## Task description
Copy each line below in which the word "GraphicsDevice" occurs.

## Records to process
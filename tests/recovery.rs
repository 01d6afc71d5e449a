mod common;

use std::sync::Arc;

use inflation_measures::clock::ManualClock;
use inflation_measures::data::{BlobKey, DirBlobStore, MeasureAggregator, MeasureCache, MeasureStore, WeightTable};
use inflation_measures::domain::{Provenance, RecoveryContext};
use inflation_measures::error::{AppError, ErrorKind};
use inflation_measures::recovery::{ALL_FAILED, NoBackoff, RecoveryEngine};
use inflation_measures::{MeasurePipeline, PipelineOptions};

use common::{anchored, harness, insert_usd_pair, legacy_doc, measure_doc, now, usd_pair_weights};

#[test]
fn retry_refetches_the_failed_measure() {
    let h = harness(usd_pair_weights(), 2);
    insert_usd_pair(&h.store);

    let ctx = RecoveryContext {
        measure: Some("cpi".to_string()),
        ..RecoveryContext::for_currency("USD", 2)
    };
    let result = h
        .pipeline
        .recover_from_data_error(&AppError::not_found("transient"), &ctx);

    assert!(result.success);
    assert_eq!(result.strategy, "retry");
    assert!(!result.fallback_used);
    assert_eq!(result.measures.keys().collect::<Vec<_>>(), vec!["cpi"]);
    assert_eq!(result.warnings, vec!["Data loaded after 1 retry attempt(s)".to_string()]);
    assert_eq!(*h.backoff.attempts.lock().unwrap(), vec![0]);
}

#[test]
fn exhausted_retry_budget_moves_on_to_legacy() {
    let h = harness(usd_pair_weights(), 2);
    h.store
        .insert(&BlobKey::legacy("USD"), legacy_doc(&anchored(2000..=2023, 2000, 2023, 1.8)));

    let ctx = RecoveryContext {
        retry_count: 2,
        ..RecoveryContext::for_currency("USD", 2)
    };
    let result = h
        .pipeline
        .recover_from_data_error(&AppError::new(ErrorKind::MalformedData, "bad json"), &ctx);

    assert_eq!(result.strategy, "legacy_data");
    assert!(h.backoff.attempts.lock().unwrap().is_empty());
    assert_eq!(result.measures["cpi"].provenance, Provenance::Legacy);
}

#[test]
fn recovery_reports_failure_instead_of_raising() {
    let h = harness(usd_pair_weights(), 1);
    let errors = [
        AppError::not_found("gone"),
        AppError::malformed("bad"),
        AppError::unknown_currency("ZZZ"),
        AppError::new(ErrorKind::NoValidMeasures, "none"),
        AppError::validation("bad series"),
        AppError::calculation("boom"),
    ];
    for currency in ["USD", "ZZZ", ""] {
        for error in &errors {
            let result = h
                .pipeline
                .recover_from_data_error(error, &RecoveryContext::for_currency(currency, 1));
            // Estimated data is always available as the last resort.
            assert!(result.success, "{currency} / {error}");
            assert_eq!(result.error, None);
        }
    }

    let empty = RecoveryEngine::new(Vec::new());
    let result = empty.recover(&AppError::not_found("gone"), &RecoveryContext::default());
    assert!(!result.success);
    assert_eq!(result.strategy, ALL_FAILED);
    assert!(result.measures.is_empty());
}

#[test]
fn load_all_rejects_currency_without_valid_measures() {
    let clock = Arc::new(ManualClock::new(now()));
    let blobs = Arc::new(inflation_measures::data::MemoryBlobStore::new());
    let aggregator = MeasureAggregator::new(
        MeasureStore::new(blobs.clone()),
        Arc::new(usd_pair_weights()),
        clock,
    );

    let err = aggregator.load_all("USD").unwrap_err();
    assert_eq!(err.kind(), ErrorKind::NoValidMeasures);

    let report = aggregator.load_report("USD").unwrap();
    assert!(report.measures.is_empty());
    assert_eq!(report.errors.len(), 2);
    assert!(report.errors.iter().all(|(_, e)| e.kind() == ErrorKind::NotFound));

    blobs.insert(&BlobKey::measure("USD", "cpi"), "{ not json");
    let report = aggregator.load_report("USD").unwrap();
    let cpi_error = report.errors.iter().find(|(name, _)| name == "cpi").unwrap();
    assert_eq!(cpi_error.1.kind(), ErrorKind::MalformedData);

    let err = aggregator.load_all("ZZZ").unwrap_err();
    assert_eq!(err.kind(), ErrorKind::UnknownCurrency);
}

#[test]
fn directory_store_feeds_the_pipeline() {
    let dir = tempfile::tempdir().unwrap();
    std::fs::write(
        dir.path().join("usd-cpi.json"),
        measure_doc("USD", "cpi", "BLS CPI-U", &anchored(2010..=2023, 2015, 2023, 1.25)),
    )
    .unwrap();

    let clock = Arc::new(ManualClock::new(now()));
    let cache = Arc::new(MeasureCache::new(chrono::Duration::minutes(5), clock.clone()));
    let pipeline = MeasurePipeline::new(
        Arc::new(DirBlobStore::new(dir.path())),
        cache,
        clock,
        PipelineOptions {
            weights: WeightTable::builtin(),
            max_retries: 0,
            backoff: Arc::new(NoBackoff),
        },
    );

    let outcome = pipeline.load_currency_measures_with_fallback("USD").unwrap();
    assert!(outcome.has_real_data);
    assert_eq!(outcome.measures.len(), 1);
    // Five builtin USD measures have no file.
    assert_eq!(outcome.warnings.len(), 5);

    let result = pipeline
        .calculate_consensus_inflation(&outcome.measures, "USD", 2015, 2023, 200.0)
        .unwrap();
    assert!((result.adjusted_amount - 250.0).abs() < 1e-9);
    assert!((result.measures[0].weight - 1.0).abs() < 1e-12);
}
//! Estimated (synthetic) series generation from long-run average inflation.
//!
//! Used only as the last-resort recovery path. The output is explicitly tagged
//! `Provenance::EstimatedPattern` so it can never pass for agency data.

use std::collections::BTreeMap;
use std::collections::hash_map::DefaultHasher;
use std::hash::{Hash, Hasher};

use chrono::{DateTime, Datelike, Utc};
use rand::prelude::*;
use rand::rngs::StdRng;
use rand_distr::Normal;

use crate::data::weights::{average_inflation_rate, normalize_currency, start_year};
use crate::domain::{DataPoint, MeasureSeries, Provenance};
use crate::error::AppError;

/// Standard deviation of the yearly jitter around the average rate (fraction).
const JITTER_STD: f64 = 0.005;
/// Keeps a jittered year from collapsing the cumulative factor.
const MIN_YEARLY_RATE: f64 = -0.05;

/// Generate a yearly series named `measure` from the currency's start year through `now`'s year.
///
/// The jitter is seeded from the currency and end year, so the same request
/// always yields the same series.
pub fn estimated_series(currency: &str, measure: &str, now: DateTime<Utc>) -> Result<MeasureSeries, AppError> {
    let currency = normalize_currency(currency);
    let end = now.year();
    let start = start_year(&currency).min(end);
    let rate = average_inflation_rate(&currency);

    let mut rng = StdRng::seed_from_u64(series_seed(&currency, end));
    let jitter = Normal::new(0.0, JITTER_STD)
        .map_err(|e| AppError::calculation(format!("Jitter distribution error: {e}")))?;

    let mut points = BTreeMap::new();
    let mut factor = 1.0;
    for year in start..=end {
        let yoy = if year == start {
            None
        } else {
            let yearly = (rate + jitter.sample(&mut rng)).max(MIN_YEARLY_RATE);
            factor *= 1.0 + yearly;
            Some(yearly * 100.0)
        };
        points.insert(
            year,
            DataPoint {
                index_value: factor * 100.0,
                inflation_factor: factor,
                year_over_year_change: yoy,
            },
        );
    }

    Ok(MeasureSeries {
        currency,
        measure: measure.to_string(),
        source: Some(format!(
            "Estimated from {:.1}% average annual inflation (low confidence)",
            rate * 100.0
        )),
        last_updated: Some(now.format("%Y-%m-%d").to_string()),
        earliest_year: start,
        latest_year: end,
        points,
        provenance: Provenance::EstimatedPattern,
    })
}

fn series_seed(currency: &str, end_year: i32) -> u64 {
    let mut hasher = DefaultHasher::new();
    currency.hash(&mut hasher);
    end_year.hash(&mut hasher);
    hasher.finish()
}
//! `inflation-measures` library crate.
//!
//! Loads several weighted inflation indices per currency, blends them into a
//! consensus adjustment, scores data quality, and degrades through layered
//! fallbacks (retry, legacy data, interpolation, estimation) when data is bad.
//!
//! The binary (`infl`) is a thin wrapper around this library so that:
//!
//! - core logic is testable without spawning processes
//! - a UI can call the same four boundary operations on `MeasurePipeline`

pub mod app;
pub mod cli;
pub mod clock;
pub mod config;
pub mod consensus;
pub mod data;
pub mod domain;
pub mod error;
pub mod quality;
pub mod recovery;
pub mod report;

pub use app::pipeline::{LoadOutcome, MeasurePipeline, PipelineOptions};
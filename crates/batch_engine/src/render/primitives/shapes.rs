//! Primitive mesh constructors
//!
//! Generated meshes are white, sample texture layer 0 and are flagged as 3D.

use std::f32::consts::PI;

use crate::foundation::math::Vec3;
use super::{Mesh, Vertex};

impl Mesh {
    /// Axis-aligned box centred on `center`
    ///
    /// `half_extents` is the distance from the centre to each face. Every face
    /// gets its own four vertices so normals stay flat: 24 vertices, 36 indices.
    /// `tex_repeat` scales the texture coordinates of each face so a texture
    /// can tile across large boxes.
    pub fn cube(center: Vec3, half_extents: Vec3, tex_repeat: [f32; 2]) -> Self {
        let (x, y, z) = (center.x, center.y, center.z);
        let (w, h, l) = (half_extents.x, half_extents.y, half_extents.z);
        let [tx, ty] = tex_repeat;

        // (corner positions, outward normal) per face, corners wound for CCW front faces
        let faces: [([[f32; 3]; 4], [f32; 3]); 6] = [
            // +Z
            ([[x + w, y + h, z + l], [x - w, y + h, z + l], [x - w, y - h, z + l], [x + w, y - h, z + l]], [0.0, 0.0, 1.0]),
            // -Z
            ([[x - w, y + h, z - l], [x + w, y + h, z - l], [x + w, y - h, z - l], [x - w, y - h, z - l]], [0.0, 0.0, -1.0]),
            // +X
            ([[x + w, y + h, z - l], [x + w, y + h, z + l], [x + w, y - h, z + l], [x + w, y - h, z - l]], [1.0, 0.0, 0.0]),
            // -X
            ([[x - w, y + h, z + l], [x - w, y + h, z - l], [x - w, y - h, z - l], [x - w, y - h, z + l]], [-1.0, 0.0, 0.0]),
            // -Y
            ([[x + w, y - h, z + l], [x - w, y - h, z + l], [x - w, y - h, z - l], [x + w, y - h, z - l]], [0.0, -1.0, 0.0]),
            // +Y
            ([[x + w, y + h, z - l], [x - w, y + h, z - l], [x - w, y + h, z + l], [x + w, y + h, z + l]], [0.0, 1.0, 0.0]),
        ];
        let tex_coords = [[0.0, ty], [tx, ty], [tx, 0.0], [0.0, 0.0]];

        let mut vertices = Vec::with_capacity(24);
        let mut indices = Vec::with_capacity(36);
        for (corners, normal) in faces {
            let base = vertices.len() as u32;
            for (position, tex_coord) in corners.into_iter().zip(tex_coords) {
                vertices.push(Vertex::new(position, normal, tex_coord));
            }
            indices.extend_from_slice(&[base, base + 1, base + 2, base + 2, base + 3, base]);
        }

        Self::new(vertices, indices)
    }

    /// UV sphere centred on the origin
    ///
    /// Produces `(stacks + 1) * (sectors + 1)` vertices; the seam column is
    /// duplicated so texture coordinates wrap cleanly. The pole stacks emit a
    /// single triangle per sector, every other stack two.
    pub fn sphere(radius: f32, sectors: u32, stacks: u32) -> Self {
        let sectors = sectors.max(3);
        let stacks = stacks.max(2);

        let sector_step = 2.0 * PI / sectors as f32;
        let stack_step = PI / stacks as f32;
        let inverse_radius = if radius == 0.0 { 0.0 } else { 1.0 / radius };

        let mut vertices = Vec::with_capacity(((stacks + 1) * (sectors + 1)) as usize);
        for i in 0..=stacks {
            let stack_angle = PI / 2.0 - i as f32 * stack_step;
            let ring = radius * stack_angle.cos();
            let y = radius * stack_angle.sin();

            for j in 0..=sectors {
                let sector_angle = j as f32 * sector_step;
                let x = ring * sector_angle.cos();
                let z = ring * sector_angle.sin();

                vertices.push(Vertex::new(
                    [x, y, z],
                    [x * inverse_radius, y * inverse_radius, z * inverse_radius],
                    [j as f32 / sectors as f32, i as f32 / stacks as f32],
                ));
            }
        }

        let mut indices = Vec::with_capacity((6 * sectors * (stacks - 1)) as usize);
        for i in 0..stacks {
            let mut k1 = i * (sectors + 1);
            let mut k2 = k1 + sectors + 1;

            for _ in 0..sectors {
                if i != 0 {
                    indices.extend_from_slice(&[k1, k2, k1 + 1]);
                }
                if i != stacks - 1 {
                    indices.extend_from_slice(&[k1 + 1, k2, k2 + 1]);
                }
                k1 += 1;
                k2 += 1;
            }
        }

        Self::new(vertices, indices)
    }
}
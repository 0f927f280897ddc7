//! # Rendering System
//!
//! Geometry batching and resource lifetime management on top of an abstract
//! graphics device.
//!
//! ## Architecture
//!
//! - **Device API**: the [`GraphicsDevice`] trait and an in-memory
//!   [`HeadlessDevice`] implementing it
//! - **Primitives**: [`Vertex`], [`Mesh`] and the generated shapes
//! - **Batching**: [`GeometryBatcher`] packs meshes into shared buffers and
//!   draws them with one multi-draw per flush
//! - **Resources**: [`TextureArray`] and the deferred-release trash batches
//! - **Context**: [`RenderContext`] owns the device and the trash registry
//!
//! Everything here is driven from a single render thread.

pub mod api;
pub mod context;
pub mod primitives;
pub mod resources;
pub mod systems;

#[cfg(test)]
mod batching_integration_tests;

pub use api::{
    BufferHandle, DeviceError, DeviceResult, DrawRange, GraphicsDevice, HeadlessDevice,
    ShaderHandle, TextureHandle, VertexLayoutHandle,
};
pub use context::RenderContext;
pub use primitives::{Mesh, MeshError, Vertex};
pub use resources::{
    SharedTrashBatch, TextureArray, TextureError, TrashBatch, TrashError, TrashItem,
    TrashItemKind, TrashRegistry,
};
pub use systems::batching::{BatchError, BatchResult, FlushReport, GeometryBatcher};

## Response to this exercise
//! - **Device API**: the [`GraphicsDevice`] trait and an in-memory
    BufferHandle, DeviceError, DeviceResult, DrawRange, GraphicsDevice, HeadlessDevice,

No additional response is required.